Segment Open

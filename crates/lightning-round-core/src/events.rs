use chrono::{DateTime, Utc};
use serde::{Deserialize, Serialize};

use crate::meeting::{MeetingState, Participant};

/// Why the floor moved to the next speaker.
#[derive(Debug, Clone, Copy, PartialEq, Eq, Serialize, Deserialize)]
#[serde(rename_all = "snake_case")]
pub enum AdvanceReason {
    TimeUp,
    Skipped,
}

/// Every state change in a meeting produces an Event.
/// Hosts render from them; `StateSnapshot` carries everything a view needs.
#[derive(Debug, Clone, Serialize, Deserialize)]
#[serde(tag = "type")]
pub enum Event {
    MeetingStarted {
        participants: usize,
        time_per_speaker_secs: u64,
        first_speaker: String,
        at: DateTime<Utc>,
    },
    MeetingPaused {
        speaker_index: usize,
        remaining_secs: u64,
        at: DateTime<Utc>,
    },
    MeetingResumed {
        speaker_index: usize,
        remaining_secs: u64,
        at: DateTime<Utc>,
    },
    SpeakerAdvanced {
        from_index: usize,
        to_index: usize,
        speaker: String,
        reason: AdvanceReason,
        at: DateTime<Utc>,
    },
    /// The last speaker's turn is over.
    MeetingFinished {
        participants: usize,
        reason: AdvanceReason,
        at: DateTime<Utc>,
    },
    /// The meeting was torn down and the session is idle again.
    MeetingEnded {
        spoken: usize,
        at: DateTime<Utc>,
    },
    StateSnapshot {
        state: MeetingState,
        participants: Vec<Participant>,
        current_speaker_index: usize,
        remaining_secs: u64,
        total_secs: u64,
        at: DateTime<Utc>,
    },
}

impl Event {
    /// Short name used in logs.
    pub fn kind(&self) -> &'static str {
        match self {
            Event::MeetingStarted { .. } => "meeting_started",
            Event::MeetingPaused { .. } => "meeting_paused",
            Event::MeetingResumed { .. } => "meeting_resumed",
            Event::SpeakerAdvanced { .. } => "speaker_advanced",
            Event::MeetingFinished { .. } => "meeting_finished",
            Event::MeetingEnded { .. } => "meeting_ended",
            Event::StateSnapshot { .. } => "state_snapshot",
        }
    }

}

Segment Closed

Each line of the data has to be written out exactly as it appears.

filename crates/lightning-round-core/src/events.rs
use chrono::{DateTime, Utc};
use serde::{Deserialize, Serialize};

use crate::meeting::{MeetingState, Participant};

/// Why the floor moved to the next speaker.
#[derive(Debug, Clone, Copy, PartialEq, Eq, Serialize, Deserialize)]
#[serde(rename_all = "snake_case")]
pub enum AdvanceReason {
    TimeUp,
    Skipped,
}

/// Every state change in a meeting produces an Event.
/// Hosts render from them; `StateSnapshot` carries everything a view needs.
#[derive(Debug, Clone, Serialize, Deserialize)]
#[serde(tag = "type")]
pub enum Event {
    MeetingStarted {
        participants: usize,
        time_per_speaker_secs: u64,
        first_speaker: String,
        at: DateTime<Utc>,
    },
    MeetingPaused {
        speaker_index: usize,
        remaining_secs: u64,
        at: DateTime<Utc>,
    },
    MeetingResumed {
        speaker_index: usize,
        remaining_secs: u64,
        at: DateTime<Utc>,
    },
    SpeakerAdvanced {
        from_index: usize,
        to_index: usize,
        speaker: String,
        reason: AdvanceReason,
        at: DateTime<Utc>,
    },
    /// The last speaker's turn is over.
    MeetingFinished {
        participants: usize,
        reason: AdvanceReason,
        at: DateTime<Utc>,
    },
    /// The meeting was torn down and the session is idle again.
    MeetingEnded {
        spoken: usize,
        at: DateTime<Utc>,
    },
    StateSnapshot {
        state: MeetingState,
        participants: Vec<Participant>,
        current_speaker_index: usize,
        remaining_secs: u64,
        total_secs: u64,
        at: DateTime<Utc>,
    },
}

impl Event {
    /// Short name used in logs.
    pub fn kind(&self) -> &'static str {
        match self {
            Event::MeetingStarted { .. } => "meeting_started",
            Event::MeetingPaused { .. } => "meeting_paused",
            Event::MeetingResumed { .. } => "meeting_resumed",
            Event::SpeakerAdvanced { .. } => "speaker_advanced",
            Event::MeetingFinished { .. } => "meeting_finished",
            Event::MeetingEnded { .. } => "meeting_ended",
            Event::StateSnapshot { .. } => "state_snapshot",
        }
    }

}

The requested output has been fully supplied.